(Try it): Look through the lines below and copy each one that includes "InconsistentCheckout".

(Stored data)
+ + + + + + +

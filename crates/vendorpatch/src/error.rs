use std::fmt;

/// Broad failure class. Callers branch on this to decide whether a retry,
/// a patch regeneration or a manual cleanup is needed.
#[derive(Debug, Clone, Copy, PartialEq, Eq)]
pub enum ErrorKind {
    Other,
    /// Pinning fetch failed; usually transient and safe to retry.
    Sync,
    /// The patch no longer applies to the pinned upstream revision.
    PatchApply,
    /// A dual workspace from an earlier cycle is still on disk.
    WorkspaceExists,
    /// A manifest entry does not exist in the checkout.
    MissingSource,
    /// The native configure/build step failed.
    Build,
    /// The checkout is neither pristine nor fully patched.
    InconsistentCheckout,
}

impl ErrorKind {
    pub fn as_str(self) -> &'static str {
        match self {
            ErrorKind::Other => "error",
            ErrorKind::Sync => "sync error",
            ErrorKind::PatchApply => "patch apply error",
            ErrorKind::WorkspaceExists => "workspace exists",
            ErrorKind::MissingSource => "missing source",
            ErrorKind::Build => "build error",
            ErrorKind::InconsistentCheckout => "inconsistent checkout",
        }
    }
}

#[derive(Debug)]
pub struct Error {
    kind: ErrorKind,
    msg: String,
}

impl Error {
    pub fn msg<M: Into<String>>(msg: M) -> Self {
        Self::new(ErrorKind::Other, msg)
    }

    pub fn new<M: Into<String>>(kind: ErrorKind, msg: M) -> Self {
        Self {
            kind,
            msg: msg.into(),
        }
    }

    pub fn sync<M: Into<String>>(msg: M) -> Self {
        Self::new(ErrorKind::Sync, msg)
    }

    pub fn patch_apply<M: Into<String>>(msg: M) -> Self {
        Self::new(ErrorKind::PatchApply, msg)
    }

    pub fn workspace_exists<M: Into<String>>(msg: M) -> Self {
        Self::new(ErrorKind::WorkspaceExists, msg)
    }

    pub fn missing_source<M: Into<String>>(msg: M) -> Self {
        Self::new(ErrorKind::MissingSource, msg)
    }

    pub fn build<M: Into<String>>(msg: M) -> Self {
        Self::new(ErrorKind::Build, msg)
    }

    pub fn kind(&self) -> ErrorKind {
        self.kind
    }

    pub fn message(&self) -> &str {
        &self.msg
    }

    /// Re-tag a lower-level failure (typically a subprocess error) with the
    /// kind of the stage that ran it. Already-classified errors keep their kind.
    pub fn with_kind(mut self, kind: ErrorKind) -> Self {
        if self.kind == ErrorKind::Other {
            self.kind = kind;
        }
        self
    }

    pub fn context(self, prefix: impl fmt::Display) -> Self {
        Self {
            kind: self.kind,
            msg: format!("{prefix}: {}", self.msg),
        }
    }
}

impl fmt::Display for Error {
    fn fmt(&self, f: &mut fmt::Formatter<'_>) -> fmt::Result {
        write!(f, "{}", self.msg)
    }
}

impl std::error::Error for Error {}

impl From<std::io::Error> for Error {
    fn from(err: std::io::Error) -> Self {
        Self::msg(err.to_string())
    }
}

impl From<toml::de::Error> for Error {
    fn from(err: toml::de::Error) -> Self {
        Self::msg(err.to_string())
    }
}

impl From<serde_json::Error> for Error {
    fn from(err: serde_json::Error) -> Self {
        Self::msg(err.to_string())
    }
}

pub type Result<T> = std::result::Result<T, Error>;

+ + + + + + +

(Written answer):
    InconsistentCheckout,
            ErrorKind::InconsistentCheckout => "inconsistent checkout",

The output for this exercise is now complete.